Expected value and standard deviation describe two features of a discrete random variable: where the center is and how spread out the values are. Together, they summarize a probability distribution and make it easier to compare outcomes.

Mean of Discrete Probability Distributions

The mean (or expected value) of a discrete random variable is the long-run average you'd expect after repeating an experiment many, many times. It's denoted by $\mu$ or $E(X)$ .

You calculate it by multiplying each possible outcome by its probability, then adding all those products together:

$E(X) = \mu = \sum_{i=1}^{n} x_i \cdot P(X = x_i)$

$x_i$ = each possible value the random variable can take
$P(X = x_i)$ = the probability of that value occurring
$n$ = the total number of possible values

Example: Rolling a fair die. Each face (1 through 6) has probability $\frac{1}{6}$ , so:

$E(X) = 1\left(\frac{1}{6}\right) + 2\left(\frac{1}{6}\right) + 3\left(\frac{1}{6}\right) + 4\left(\frac{1}{6}\right) + 5\left(\frac{1}{6}\right) + 6\left(\frac{1}{6}\right) = 3.5$

Notice that 3.5 isn't a value you can actually roll. That's fine. The expected value doesn't have to be a possible outcome; it represents the theoretical average over many rolls.

Mean of discrete probability distributions, Discrete Random Variables (5 of 5) | Concepts in Statistics

Standard Deviation of Discrete Distributions

The standard deviation ( $\sigma$ ) tells you how far values typically fall from the mean.

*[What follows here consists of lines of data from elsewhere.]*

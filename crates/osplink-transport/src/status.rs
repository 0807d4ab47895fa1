use std::fmt;

use osplink_frame::FrameError;

/// Outcome of one bus exchange.
#[derive(Debug, Clone, Copy, PartialEq, Eq)]
pub enum Status {
    Ok,
    /// No (complete) response within the read timeout.
    Timeout,
    /// The bridge closed the connection.
    Closed,
    /// Any other I/O failure.
    Io,
    /// The frame to send is empty or larger than a telegram.
    TxSize,
    /// The response does not start with the preamble.
    RxPreamble,
    /// The response length differs from the expected one.
    RxSize,
    /// The response checksum is wrong.
    RxChecksum,
    /// Nothing answered (in-memory transport without a scripted response).
    NoResponse,
}

impl Status {
    pub fn as_str(self) -> &'static str {
        match self {
            Self::Ok => "ok",
            Self::Timeout => "timeout",
            Self::Closed => "closed",
            Self::Io => "io",
            Self::TxSize => "tx_size",
            Self::RxPreamble => "rx_preamble",
            Self::RxSize => "rx_size",
            Self::RxChecksum => "rx_crc",
            Self::NoResponse => "no_response",
        }
    }

    pub fn is_ok(self) -> bool {
        self == Self::Ok
    }
}

impl fmt::Display for Status {
    fn fmt(&self, f: &mut fmt::Formatter<'_>) -> fmt::Result {
        f.write_str(self.as_str())
    }
}

impl From<&std::io::Error> for Status {
    fn from(err: &std::io::Error) -> Self {
        use std::io::ErrorKind;
        match err.kind() {
            ErrorKind::TimedOut | ErrorKind::WouldBlock => Self::Timeout,
            ErrorKind::BrokenPipe
            | ErrorKind::ConnectionReset
            | ErrorKind::ConnectionAborted
            | ErrorKind::UnexpectedEof => Self::Closed,
            _ => Self::Io,
        }
    }
}

impl From<&FrameError> for Status {
    fn from(err: &FrameError) -> Self {
        match err {
            FrameError::InvalidPreamble { .. } => Self::RxPreamble,
            FrameError::TooShort { .. } => Self::RxSize,
            FrameError::ConnectionClosed => Self::Closed,
            FrameError::Io(io) => Self::from(io),
        }
    }
}

#[cfg(test)]
mod tests {
    use super::*;
    use std::io::{Error, ErrorKind};

    #[test]
    fn renders_lowercase() {
        assert_eq!(Status::Ok.to_string(), "ok");
        assert_eq!(Status::TxSize.to_string(), "tx_size");
        assert_eq!(Status::RxChecksum.to_string(), "rx_crc");
        assert_eq!(Status::NoResponse.to_string(), "no_response");
    }

    #[test]
    fn maps_read_errors() {
        let timeout = FrameError::Io(Error::new(ErrorKind::WouldBlock, "again"));
        assert_eq!(Status::from(&timeout), Status::Timeout);
        assert_eq!(Status::from(&FrameError::ConnectionClosed), Status::Closed);
        assert_eq!(
            Status::from(&FrameError::InvalidPreamble { found: 0x5 }),
            Status::RxPreamble
        );
        assert_eq!(
            Status::from(&Error::new(ErrorKind::PermissionDenied, "no")),
            Status::Io
        );
    }
}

A small standard deviation means outcomes cluster tightly around $\mu$ ; a large one means they're more spread out.

To get there, you first calculate the variance ( $\sigma^2$ ):

$Var(X) = \sigma^2 = \sum_{i=1}^{n} (x_i - \mu)^2 \cdot P(X = x_i)$

Then the standard deviation is the square root of the variance: $\sigma = \sqrt{\sigma^2}$ .

Steps to calculate standard deviation:

Compute the mean $\mu$ using the expected value formula.
For each possible value $x_i$ , subtract the mean: $(x_i - \mu)$ .
Square each of those differences: $(x_i - \mu)^2$ .
Multiply each squared difference by its probability: $(x_i - \mu)^2 \cdot P(X = x_i)$ .
Add up all those products. This sum is the variance.
Take the square root of the variance to get the standard deviation.

Example: Suppose a random variable $X$ has this distribution:

$x$	1	3	5
$P(X = x)$	0.2	0.5	0.3

Mean: $\mu = 1(0.2) + 3(0.5) + 5(0.3) = 0.2 + 1.5 + 1.5 = 3.2$
Variance: $(1-3.2)^2(0.2) + (3-3.2)^2(0.5) + (5-3.2)^2(0.3) = (4.84)(0.2) + (0.04)(0.5) + (3.24)(0.3) = 0.968 + 0.02 + 0.972 = 1.96$
Standard deviation: $\sigma = \sqrt{1.96} = 1.4$

A common mistake is forgetting to weight by the probabilities. You're not just averaging the squared differences; you're taking a probability-weighted average.

Mean of discrete probability distributions, Average - Wikipedia

Law of Large Numbers Interpretation

The Law of Large Numbers is what connects expected value to the real world. It says that as you repeat an experiment more and more times, the sample mean (the actual average of your results) gets closer and closer to the expected value $\mu$ .

This also applies to relative frequencies. As the number of trials grows, the relative frequency of an event approaches its true probability:

$\text{Relative frequency of A} = \frac{\text{Number of times A occurs}}{\text{Total number of trials}}$

Example: Flip a fair coin 10 times and you might get 7 heads (relative frequency = 0.70). Flip it 10,000 times and the relative frequency of heads will be very close to 0.50. The expected value doesn't guarantee any single result; it describes what happens in the long run.

This is why expected value matters: it's not a prediction for one trial, but a reliable summary of what happens over many trials.